El almuerzo acababa de terminar en el hotel. Los huéspedes paseaban por los jardines, sentándose en el porche del frente y disfrutando del hermoso día. Los huéspedes más jóvenes estaban en las pistas de tenis y muchos se habían ido a la piscina. Del otro lado del camino, en los muelles, otros huéspedes entraban o salían de los barcos que les llevaban de paseo a ver la vista de la costa. Todo a mi alrededor eran sonrisas y risas. Estaba segura de que se me distinguía porque las nubes que llevaba conmigo llenaban de sombras mi rostro.

Pero no podía evitarlo. El brillante sol, las cálidas brisas del mar, el sonido feliz de la risa de los niños, la agitación y energía de los turistas, todo subrayaba mi propia tristeza. Cutler’s Cove no era un lugar para sentirse deprimido, pensé, especialmente el día de hoy.

Mi abuela estaba sentada en el vestíbulo sonriendo y hablando con los huéspedes. Rieron de algo que había dicho y después escucharon atentamente mientras ella continuó. La atención de todos estaba fija en ella, como si fuera una celebridad. Vi el modo en que otros huéspedes se sentían atraídos a ella, ansiosos de escucharla. Ella no vio que yo había entrado y pude así contemplarla sin que lo supiese.

Pero de repente su mirada se posó sobre mí y su expresión se volvió helada. No fui la primera en apartar la mirada. Fue ella. Recuperó su sonrisa mientras continuaba hablando con sus huéspedes. Yo seguí a través del vestíbulo. Tenía algo que hacer antes de hablar con ella. Quería hablar primero con otra persona.

Clara Sue estaba detrás del mostrador de recepción. Algunos de los huéspedes jóvenes estaban charlando con ella. Todos rieron y entonces Clara Sue se volvió hacia mí con el rostro lleno de curiosidad. La ignoré y atravesé el vestíbulo. Hizo algún comentario burlón sobre mí, estoy segura, porque un momento más tarde, ella y sus amigos se echaron a reír aún más alto de lo que habían estado haciendo. No miré para atrás. Entré en la parte antigua y me apresuré a través del corredor hacia la escalera.

Aquí me detuve un momento y luego subí lentamente con la mirada fija delante mío, y mi decisión iba fortaleciéndose a cada paso. Lo único que podía oír eran las últimas palabras de Madre en el hospital. Lo único que podía ver era a Padre con la cabeza baja en su derrota cuando llegó la Policía.
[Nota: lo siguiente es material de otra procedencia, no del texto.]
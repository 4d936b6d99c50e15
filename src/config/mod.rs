#[cfg(feature = "cli")]
pub mod cli;
pub mod toml_config;

use crate::core::ConfigProvider;
use crate::utils::error::Result;
use crate::utils::validation::{validate_one_of, validate_output_file, validate_path, Validate};
use serde::{Deserialize, Serialize};
use std::path::{Path, PathBuf};

pub const DEFAULT_CONFIG_FILE: &str = "txt-compiler.toml";

const LOG_LEVELS: [&str; 5] = ["trace", "debug", "info", "warn", "error"];

/// 編譯設定；預設讀取目前目錄並輸出到 ./compiled.txt，檔案之間加分隔線
#[derive(Debug, Clone, Serialize, Deserialize)]
#[serde(default)]
pub struct CompilerConfig {
    pub input_folder: PathBuf,
    pub output_file: PathBuf,
    pub add_separators: bool,
    pub include_filenames: bool,
    pub include_hidden: bool,
    pub logging: Option<LoggingConfig>,
    pub monitoring: Option<MonitoringConfig>,
}

#[derive(Debug, Clone, Default, Serialize, Deserialize)]
pub struct LoggingConfig {
    pub level: Option<String>,
    pub format: Option<LogFormat>,
}

#[derive(Debug, Clone, Copy, Default, PartialEq, Eq, Serialize, Deserialize)]
#[serde(rename_all = "lowercase")]
pub enum LogFormat {
    #[default]
    Compact,
    Json,
}

#[derive(Debug, Clone, Default, Serialize, Deserialize)]
pub struct MonitoringConfig {
    pub enabled: bool,
}

impl Default for CompilerConfig {
    fn default() -> Self {
        Self {
            input_folder: PathBuf::from("./"),
            output_file: PathBuf::from("./compiled.txt"),
            add_separators: true,
            include_filenames: false,
            include_hidden: false,
            logging: None,
            monitoring: None,
        }
    }
}

impl CompilerConfig {
    /// 取得日誌等級
    pub fn log_level(&self) -> Option<&str> {
        self.logging.as_ref().and_then(|l| l.level.as_deref())
    }

    /// 取得日誌格式
    pub fn log_format(&self) -> LogFormat {
        self.logging
            .as_ref()
            .and_then(|l| l.format)
            .unwrap_or_default()
    }

    /// 取得監控設定
    pub fn monitoring_enabled(&self) -> bool {
        self.monitoring.as_ref().map(|m| m.enabled).unwrap_or(false)
    }
}

impl ConfigProvider for CompilerConfig {
    fn input_folder(&self) -> &Path {
        &self.input_folder
    }

    fn output_file(&self) -> &Path {
        &self.output_file
    }

    fn add_separators(&self) -> bool {
        self.add_separators
    }

    fn include_filenames(&self) -> bool {
        self.include_filenames
    }

    fn include_hidden(&self) -> bool {
        self.include_hidden
    }
}

impl Validate for CompilerConfig {
    fn validate(&self) -> Result<()> {
        validate_path("input_folder", &self.input_folder.to_string_lossy())?;
        validate_output_file("output_file", &self.output_file.to_string_lossy())?;

        if let Some(level) = self.log_level() {
            validate_one_of("logging.level", level, &LOG_LEVELS)?;
        }

        Ok(())
    }
}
Lo que estaba a punto de hacer iba a hacerlo por ellos.

Me detuve de nuevo ante la puerta de la suite de mi madre y entré lentamente encontrándomela sentada ante su tocador, cepillándose el pelo dorado y contemplándose con admiración en el espejo ovalado. Durante un largo instante no se dio cuenta de que yo había entrado. Estaba demasiado encantada con su propia imagen. Finalmente advirtió de que estaba allí contemplándola y dio media vuelta sobre su banqueta.

Iba vestida con un salto de cama azul claro, pero, como de costumbre, tenía puestos pendientes, un collar y pulseras. Había estado pintándose la cara y llevaba pintura de labios, colorete y lápiz de ojos.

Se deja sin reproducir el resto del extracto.